» **TASK TO CARRY OUT**
Retype the entries exactly, keeping every line intact.

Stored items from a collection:
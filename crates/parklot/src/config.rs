//! Simulation configuration.
//!
//! Defaults reproduce the reference lot: 20 slots, 20 vehicles, holds of 50–99 s.
//! Every field can be overridden from `PARKLOT_*` environment variables.

use std::num::NonZeroUsize;
use std::str::FromStr;
use std::time::Duration;

use rand::Rng;
use serde::Serialize;

pub const DEFAULT_CAPACITY: usize = 20;
pub const DEFAULT_VEHICLES: usize = 20;
pub const DEFAULT_HOLD_MIN: Duration = Duration::from_secs(50);
pub const DEFAULT_HOLD_MAX: Duration = Duration::from_secs(99);

pub const ENV_CAPACITY: &str = "PARKLOT_CAPACITY";
pub const ENV_VEHICLES: &str = "PARKLOT_VEHICLES";
pub const ENV_HOLD_MIN_MS: &str = "PARKLOT_HOLD_MIN_MS";
pub const ENV_HOLD_MAX_MS: &str = "PARKLOT_HOLD_MAX_MS";
pub const ENV_ARRIVAL_MS: &str = "PARKLOT_ARRIVAL_MS";
pub const ENV_SEED: &str = "PARKLOT_SEED";

#[derive(Debug, Clone, PartialEq, Eq, thiserror::Error)]
pub enum ConfigError {
    #[error("lot capacity must be at least 1")]
    ZeroCapacity,
    #[error("minimum hold {min:?} exceeds maximum hold {max:?}")]
    InvertedHoldRange { min: Duration, max: Duration },
    #[error("invalid value for {var}: '{value}'")]
    InvalidEnv { var: &'static str, value: String },
}

/// Inclusive range a vehicle's hold duration is drawn from.
#[derive(Debug, Clone, Copy, PartialEq, Eq, Serialize)]
pub struct HoldRange {
    min: Duration,
    max: Duration,
}

impl HoldRange {
    pub fn new(min: Duration, max: Duration) -> Result<Self, ConfigError> {
        if min > max {
            return Err(ConfigError::InvertedHoldRange { min, max });
        }
        Ok(Self { min, max })
    }

    /// Every vehicle holds for exactly `hold`.
    pub fn fixed(hold: Duration) -> Self {
        Self {
            min: hold,
            max: hold,
        }
    }

    pub fn min(&self) -> Duration {
        self.min
    }

    pub fn max(&self) -> Duration {
        self.max
    }

    /// Draw a hold duration with millisecond resolution.
    pub fn sample<R: Rng + ?Sized>(&self, rng: &mut R) -> Duration {
        if self.min == self.max {
            return self.min;
        }
        let min = millis(self.min);
        let max = millis(self.max);
        Duration::from_millis(rng.random_range(min..=max))
    }
}

impl Default for HoldRange {
    fn default() -> Self {
        Self {
            min: DEFAULT_HOLD_MIN,
            max: DEFAULT_HOLD_MAX,
        }
    }
}

fn millis(duration: Duration) -> u64 {
    u64::try_from(duration.as_millis()).unwrap_or(u64::MAX)
}

/// Parameters for one simulation run.
#[derive(Debug, Clone, PartialEq, Eq, Serialize)]
pub struct SimulationConfig {
    /// Number of physical slots.
    pub capacity: NonZeroUsize,
    /// Number of vehicles created by the supervisor.
    pub vehicles: usize,
    pub hold: HoldRange,
    /// Delay between consecutive vehicle spawns. Zero spawns all at once.
    pub arrival_interval: Duration,
    /// Seed for hold durations; `None` draws from OS entropy.
    pub seed: Option<u64>,
}

impl Default for SimulationConfig {
    fn default() -> Self {
        Self {
            capacity: NonZeroUsize::new(DEFAULT_CAPACITY).unwrap_or(NonZeroUsize::MIN),
            vehicles: DEFAULT_VEHICLES,
            hold: HoldRange::default(),
            arrival_interval: Duration::ZERO,
            seed: None,
        }
    }
}

impl SimulationConfig {
    pub fn new() -> Self {
        Self::default()
    }

    pub fn with_capacity(mut self, capacity: usize) -> Result<Self, ConfigError> {
        self.capacity = NonZeroUsize::new(capacity).ok_or(ConfigError::ZeroCapacity)?;
        Ok(self)
    }

    pub fn with_vehicles(mut self, vehicles: usize) -> Self {
        self.vehicles = vehicles;
        self
    }

    pub fn with_hold(mut self, hold: HoldRange) -> Self {
        self.hold = hold;
        self
    }

    pub fn with_arrival_interval(mut self, interval: Duration) -> Self {
        self.arrival_interval = interval;
        self
    }

    pub fn with_seed(mut self, seed: u64) -> Self {
        self.seed = Some(seed);
        self
    }

    /// Defaults overridden by `PARKLOT_*` environment variables.
    pub fn from_env() -> Result<Self, ConfigError> {
        Self::from_lookup(|var| std::env::var(var).ok())
    }

    /// Defaults overridden by whatever `lookup` returns for each `PARKLOT_*` key.
    pub fn from_lookup<F>(lookup: F) -> Result<Self, ConfigError>
    where
        F: Fn(&str) -> Option<String>,
    {
        let mut config = Self::default();

        if let Some(capacity) = parse_var::<usize, _>(&lookup, ENV_CAPACITY)? {
            config = config.with_capacity(capacity)?;
        }
        if let Some(vehicles) = parse_var::<usize, _>(&lookup, ENV_VEHICLES)? {
            config.vehicles = vehicles;
        }

        let min = parse_var::<u64, _>(&lookup, ENV_HOLD_MIN_MS)?.map(Duration::from_millis);
        let max = parse_var::<u64, _>(&lookup, ENV_HOLD_MAX_MS)?.map(Duration::from_millis);
        if min.is_some() || max.is_some() {
            config.hold = HoldRange::new(
                min.unwrap_or(config.hold.min),
                max.unwrap_or(config.hold.max),
            )?;
        }

        if let Some(ms) = parse_var::<u64, _>(&lookup, ENV_ARRIVAL_MS)? {
            config.arrival_interval = Duration::from_millis(ms);
        }
        config.seed = parse_var::<u64, _>(&lookup, ENV_SEED)?;

        Ok(config)
    }
}

fn parse_var<T, F>(lookup: &F, var: &'static str) -> Result<Option<T>, ConfigError>
where
    T: FromStr,
    F: Fn(&str) -> Option<String>,
{
    let Some(value) = lookup(var) else {
        return Ok(None);
    };
    let trimmed = value.trim();
    if trimmed.is_empty() {
        return Ok(None);
    }
    trimmed
        .parse::<T>()
        .map(Some)
        .map_err(|_| ConfigError::InvalidEnv { var, value })
}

» **THE ANSWER**
filename crates/parklot/src/config.rs
//! Simulation configuration.
//!
//! Defaults reproduce the reference lot: 20 slots, 20 vehicles, holds of 50–99 s.
//! Every field can be overridden from `PARKLOT_*` environment variables.

use std::num::NonZeroUsize;
use std::str::FromStr;
use std::time::Duration;

use rand::Rng;
use serde::Serialize;

pub const DEFAULT_CAPACITY: usize = 20;
pub const DEFAULT_VEHICLES: usize = 20;
pub const DEFAULT_HOLD_MIN: Duration = Duration::from_secs(50);
pub const DEFAULT_HOLD_MAX: Duration = Duration::from_secs(99);

pub const ENV_CAPACITY: &str = "PARKLOT_CAPACITY";
pub const ENV_VEHICLES: &str = "PARKLOT_VEHICLES";
pub const ENV_HOLD_MIN_MS: &str = "PARKLOT_HOLD_MIN_MS";
pub const ENV_HOLD_MAX_MS: &str = "PARKLOT_HOLD_MAX_MS";
pub const ENV_ARRIVAL_MS: &str = "PARKLOT_ARRIVAL_MS";
pub const ENV_SEED: &str = "PARKLOT_SEED";

#[derive(Debug, Clone, PartialEq, Eq, thiserror::Error)]
pub enum ConfigError {
    #[error("lot capacity must be at least 1")]
    ZeroCapacity,
    #[error("minimum hold {min:?} exceeds maximum hold {max:?}")]
    InvertedHoldRange { min: Duration, max: Duration },
    #[error("invalid value for {var}: '{value}'")]
    InvalidEnv { var: &'static str, value: String },
}

/// Inclusive range a vehicle's hold duration is drawn from.
#[derive(Debug, Clone, Copy, PartialEq, Eq, Serialize)]
pub struct HoldRange {
    min: Duration,
    max: Duration,
}

impl HoldRange {
    pub fn new(min: Duration, max: Duration) -> Result<Self, ConfigError> {
        if min > max {
            return Err(ConfigError::InvertedHoldRange { min, max });
        }
        Ok(Self { min, max })
    }

    /// Every vehicle holds for exactly `hold`.
    pub fn fixed(hold: Duration) -> Self {
        Self {
            min: hold,
            max: hold,
        }
    }

    pub fn min(&self) -> Duration {
        self.min
    }

    pub fn max(&self) -> Duration {
        self.max
    }

    /// Draw a hold duration with millisecond resolution.
    pub fn sample<R: Rng + ?Sized>(&self, rng: &mut R) -> Duration {
        if self.min == self.max {
            return self.min;
        }
        let min = millis(self.min);
        let max = millis(self.max);
        Duration::from_millis(rng.random_range(min..=max))
    }
}

impl Default for HoldRange {
    fn default() -> Self {
        Self {
            min: DEFAULT_HOLD_MIN,
            max: DEFAULT_HOLD_MAX,
        }
    }
}

fn millis(duration: Duration) -> u64 {
    u64::try_from(duration.as_millis()).unwrap_or(u64::MAX)
}

/// Parameters for one simulation run.
#[derive(Debug, Clone, PartialEq, Eq, Serialize)]
pub struct SimulationConfig {
    /// Number of physical slots.
    pub capacity: NonZeroUsize,
    /// Number of vehicles created by the supervisor.
    pub vehicles: usize,
    pub hold: HoldRange,
    /// Delay between consecutive vehicle spawns. Zero spawns all at once.
    pub arrival_interval: Duration,
    /// Seed for hold durations; `None` draws from OS entropy.
    pub seed: Option<u64>,
}

impl Default for SimulationConfig {
    fn default() -> Self {
        Self {
            capacity: NonZeroUsize::new(DEFAULT_CAPACITY).unwrap_or(NonZeroUsize::MIN),
            vehicles: DEFAULT_VEHICLES,
            hold: HoldRange::default(),
            arrival_interval: Duration::ZERO,
            seed: None,
        }
    }
}

impl SimulationConfig {
    pub fn new() -> Self {
        Self::default()
    }

    pub fn with_capacity(mut self, capacity: usize) -> Result<Self, ConfigError> {
        self.capacity = NonZeroUsize::new(capacity).ok_or(ConfigError::ZeroCapacity)?;
        Ok(self)
    }

    pub fn with_vehicles(mut self, vehicles: usize) -> Self {
        self.vehicles = vehicles;
        self
    }

    pub fn with_hold(mut self, hold: HoldRange) -> Self {
        self.hold = hold;
        self
    }

    pub fn with_arrival_interval(mut self, interval: Duration) -> Self {
        self.arrival_interval = interval;
        self
    }

    pub fn with_seed(mut self, seed: u64) -> Self {
        self.seed = Some(seed);
        self
    }

    /// Defaults overridden by `PARKLOT_*` environment variables.
    pub fn from_env() -> Result<Self, ConfigError> {
        Self::from_lookup(|var| std::env::var(var).ok())
    }

    /// Defaults overridden by whatever `lookup` returns for each `PARKLOT_*` key.
    pub fn from_lookup<F>(lookup: F) -> Result<Self, ConfigError>
    where
        F: Fn(&str) -> Option<String>,
    {
        let mut config = Self::default();

        if let Some(capacity) = parse_var::<usize, _>(&lookup, ENV_CAPACITY)? {
            config = config.with_capacity(capacity)?;
        }
        if let Some(vehicles) = parse_var::<usize, _>(&lookup, ENV_VEHICLES)? {
            config.vehicles = vehicles;
        }

        let min = parse_var::<u64, _>(&lookup, ENV_HOLD_MIN_MS)?.map(Duration::from_millis);
        let max = parse_var::<u64, _>(&lookup, ENV_HOLD_MAX_MS)?.map(Duration::from_millis);
        if min.is_some() || max.is_some() {
            config.hold = HoldRange::new(
                min.unwrap_or(config.hold.min),
                max.unwrap_or(config.hold.max),
            )?;
        }

        if let Some(ms) = parse_var::<u64, _>(&lookup, ENV_ARRIVAL_MS)? {
            config.arrival_interval = Duration::from_millis(ms);
        }
        config.seed = parse_var::<u64, _>(&lookup, ENV_SEED)?;

        Ok(config)
    }
}

fn parse_var<T, F>(lookup: &F, var: &'static str) -> Result<Option<T>, ConfigError>
where
    T: FromStr,
    F: Fn(&str) -> Option<String>,
{
    let Some(value) = lookup(var) else {
        return Ok(None);
    };
    let trimmed = value.trim();
    if trimmed.is_empty() {
        return Ok(None);
    }
    trimmed
        .parse::<T>()
        .map(Some)
        .map_err(|_| ConfigError::InvalidEnv { var, value })
}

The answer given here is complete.